Open http://localhost:3000.

Environment Variables

Variable	Required	Description
`NEXT_PUBLIC_CMS_URL`	Yes	Strapi CMS URL (e.g. `http://localhost:1337`)
`CMS_API_TOKEN`	Yes (build)	Strapi API token for SSG data fetching
`NEXT_PUBLIC_SITE_URL`	No	Public site URL (default: `https://colaberry.ai`)
`NEXT_PUBLIC_VTON_DEMO_URL`	No	Virtual try-on demo service URL
`CATALOG_DISTRIBUTION_SECRET`	No	Bearer auth for distribution cron
`CATALOG_DISTRIBUTION_LIVE`	No	Set `true` for live social posting

Docker

# Frontend only (uses cloud CMS)
docker compose up frontend

# Full stack with local CMS
docker compose --profile with-cms up

Build & Validate

npm run build        # Full production build — must pass with 0 errors
npm run lint         # ESLint
npx tsc --noEmit     # TypeScript type check

Content Types

Six primary content types, each with taxonomy, ontology graph, and collections pages.
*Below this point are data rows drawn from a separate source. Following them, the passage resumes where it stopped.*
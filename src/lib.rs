//! Feature flags and A/B experiments
//!
//! - `model`: serde types shared by every layer
//! - `engine`: evaluation, assignment, lifecycle and analysis
//! - `server`: probes, metrics and shutdown for the service binary
//! - `config`: environment configuration and startup seeding

pub mod config;
pub mod engine;
pub mod model;
pub mod server;
//! Statistical analysis for experiment results
//!
//! Implements a two-proportion Z-test between the control variant and the
//! best-performing variant, plus the per-variant aggregation that feeds it.

use crate::model::{
    EventType, ExperimentAssignment, ExperimentEvent, ExperimentResults, RecommendedAction,
    Variant, VariantMetrics,
};
use crate::engine::bucketing::ordered_variants;
use std::collections::{HashMap, HashSet};
use uuid::Uuid;

/// Result of comparing two conversion proportions
#[derive(Debug, Clone, PartialEq)]
pub struct ZTestResult {
    pub z_score: f64,
    /// Two-tailed p-value
    pub p_value: f64,
    pub is_significant: bool,
}

/// Critical Z value for a confidence level
///
/// 2.576 at 0.99 and above, 1.96 at 0.95 and above, 1.645 otherwise.
pub fn z_critical(confidence_level: f64) -> f64 {
    if confidence_level >= 0.99 {
        2.576
    } else if confidence_level >= 0.95 {
        1.96
    } else {
        1.645
    }
}

/// Two-proportion Z-test with pooled standard error
///
/// # Arguments
/// * `p1`, `n1` - Conversion rate and sample size of the control
/// * `p2`, `n2` - Conversion rate and sample size of the challenger
/// * `confidence_level` - Required confidence (e.g., 0.95)
///
/// # Returns
/// `None` when either sample is empty or the pooled proportion is 0 or 1,
/// where the standard error is undefined.
pub fn two_proportion_z_test(
    p1: f64,
    n1: u64,
    p2: f64,
    n2: u64,
    confidence_level: f64,
) -> Option<ZTestResult> {
    if n1 == 0 || n2 == 0 {
        return None;
    }

    let (n1, n2) = (n1 as f64, n2 as f64);
    let pooled = (p1 * n1 + p2 * n2) / (n1 + n2);
    if pooled <= 0.0 || pooled >= 1.0 {
        return None;
    }

    let se = (pooled * (1.0 - pooled) * (1.0 / n1 + 1.0 / n2)).sqrt();
    if se == 0.0 || !se.is_finite() {
        return None;
    }

    let z_score = (p2 - p1).abs() / se;
    let p_value = 2.0 * (1.0 - normal_cdf(z_score));

    Some(ZTestResult {
        z_score,
        p_value,
        is_significant: z_score > z_critical(confidence_level),
    })
}

/// Turn per-variant metrics into a verdict
///
/// Metrics are expected in walk order (control first). The control is the
/// variant flagged `is_control`, or the first one. The best variant has the
/// highest conversion rate, earliest wins on ties. When the control is
/// itself best, it is tested against the strongest challenger so a
/// significant result means "no improvement".
pub fn analyze(
    metrics: Vec<VariantMetrics>,
    min_sample_size: u64,
    confidence_level: f64,
) -> ExperimentResults {
    let mut results = ExperimentResults {
        confidence_level,
        ..Default::default()
    };

    if metrics.len() < 2 {
        results.variants = metrics;
        results.recommended_action = RecommendedAction::InsufficientVariants;
        return results;
    }

    results.can_conclude = metrics.iter().all(|m| m.sample_size >= min_sample_size);

    let control_idx = metrics.iter().position(|m| m.is_control).unwrap_or(0);
    let best_idx = best_index(metrics.iter().enumerate());
    let challenger_idx = if best_idx == control_idx {
        best_index(metrics.iter().enumerate().filter(|(i, _)| *i != control_idx))
    } else {
        best_idx
    };

    let control = &metrics[control_idx];
    let best = &metrics[best_idx];
    let challenger = &metrics[challenger_idx];

    results.control_variant = Some(control.variant_key.clone());
    results.best_variant = Some(best.variant_key.clone());

    if control.conversion_rate > 0.0 {
        results.uplift = Some(
            (best.conversion_rate - control.conversion_rate) / control.conversion_rate * 100.0,
        );
    }

    if let Some(test) = two_proportion_z_test(
        control.conversion_rate,
        control.sample_size,
        challenger.conversion_rate,
        challenger.sample_size,
        confidence_level,
    ) {
        results.is_significant = test.is_significant;
        results.p_value = Some(test.p_value);
        results.z_score = Some(test.z_score);
    }

    results.recommended_action = if !results.can_conclude {
        RecommendedAction::Continue
    } else if results.is_significant && best_idx != control_idx {
        results.winner = Some(best.variant_key.clone());
        RecommendedAction::ConcludeWinner
    } else if results.is_significant {
        RecommendedAction::ConcludeNoImprovement
    } else {
        RecommendedAction::Continue
    };

    results.variants = metrics;
    results
}

fn best_index<'a>(candidates: impl Iterator<Item = (usize, &'a VariantMetrics)>) -> usize {
    let mut best: Option<(usize, f64)> = None;
    for (i, m) in candidates {
        match best {
            Some((_, rate)) if m.conversion_rate <= rate => {}
            _ => best = Some((i, m.conversion_rate)),
        }
    }
    best.map(|(i, _)| i).unwrap_or(0)
}

/// Aggregate assignments and events into per-variant metrics
///
/// - `sample_size`: assignments to the variant
/// - `impressions`: impression events
/// - `conversions`: distinct subjects with a conversion event
/// - `total_value` / `average_value`: over events that carry a value
///
/// Output follows the variant walk order (control first, then by key).
pub fn fold_variant_metrics(
    variants: &[Variant],
    assignments: &[&ExperimentAssignment],
    events: &[&ExperimentEvent],
) -> Vec<VariantMetrics> {
    let mut sample_sizes: HashMap<Uuid, u64> = HashMap::new();
    for a in assignments {
        *sample_sizes.entry(a.variant_id).or_insert(0) += 1;
    }

    let mut impressions: HashMap<Uuid, u64> = HashMap::new();
    let mut converted: HashMap<Uuid, HashSet<&str>> = HashMap::new();
    let mut values: HashMap<Uuid, (f64, u64)> = HashMap::new();
    for e in events {
        match e.event_type {
            EventType::Impression => *impressions.entry(e.variant_id).or_insert(0) += 1,
            EventType::Conversion => {
                converted
                    .entry(e.variant_id)
                    .or_default()
                    .insert(e.subject_id.as_str());
            }
            _ => {}
        }
        if let Some(value) = e.value {
            let slot = values.entry(e.variant_id).or_insert((0.0, 0));
            slot.0 += value;
            slot.1 += 1;
        }
    }

    ordered_variants(variants)
        .into_iter()
        .map(|v| {
            let sample_size = sample_sizes.get(&v.id).copied().unwrap_or(0);
            let conversions = converted.get(&v.id).map_or(0, |s| s.len() as u64);
            let (total_value, valued) = values.get(&v.id).copied().unwrap_or((0.0, 0));
            VariantMetrics {
                variant_id: v.id,
                variant_key: v.key.clone(),
                is_control: v.is_control,
                sample_size,
                impressions: impressions.get(&v.id).copied().unwrap_or(0),
                conversions,
                conversion_rate: if sample_size > 0 {
                    conversions as f64 / sample_size as f64
                } else {
                    0.0
                },
                average_value: if valued > 0 {
                    total_value / valued as f64
                } else {
                    0.0
                },
                total_value,
            }
        })
        .collect()
}

/// Standard normal CDF via the Abramowitz and Stegun erf approximation
///
/// Accuracy: |error| < 7.5e-8
fn normal_cdf(x: f64) -> f64 {
    const A1: f64 = 0.254829592;
    const A2: f64 = -0.284496736;
    const A3: f64 = 1.421413741;
    const A4: f64 = -1.453152027;
    const A5: f64 = 1.061405429;
    const P: f64 = 0.3275911;

    let sign = if x < 0.0 { -1.0 } else { 1.0 };
    let x = x.abs() / std::f64::consts::SQRT_2;

    let t = 1.0 / (1.0 + P * x);
    let erf = 1.0 - (((((A5 * t + A4) * t) + A3) * t + A2) * t + A1) * t * (-x * x).exp();

    0.5 * (1.0 + sign * erf)
}

#[cfg(test)]
#[path = "analysis_test.rs"]
mod tests;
Type	Count	Taxonomy Categories	Routes
Agents	160+	8 (Code, Content, Data, Research, Sales, Ops, Support, Other)	`/aixcelerator/agents`
Skills	500+	10 (Development, AI, Research, Data, Business, Testing, Productivity, Security, Infra, Other)	`/aixcelerator/skills`
MCP Servers	1,500+	9 (Database, Communication, DevTools, AI/ML, Cloud, Search, File, Monitoring, Other)	`/aixcelerator/mcp-servers`
Tools	200+	12 (Communication, Database, Storage, DevTools, Analytics, AI, CRM, Marketing, Productivity, Search, Cloud, Other)	`/aixcelerator/tools`
Podcasts	260+	8 (AI/ML, Business, Technology, Data, Education, Industry, Product, Other)	`/resources/podcasts`
LLM Architectures	52	7 (Dense, MoE, Hybrid, Recurrent, Efficient, Long-Context, Other)	`/resources/llm-architectures`

Each content type has:

Listing page with search, category filters, and ItemList JSON-LD
Detail page with TechArticle JSON-LD and AeoQuickAnswer blocks
Taxonomy page — category breakdown with counts
Relation graph — interactive cross-type connections
Collections page — curated bundles by use case

Answer Engine Optimization (AEO)

The site is built for AI answer engines first, search engines second.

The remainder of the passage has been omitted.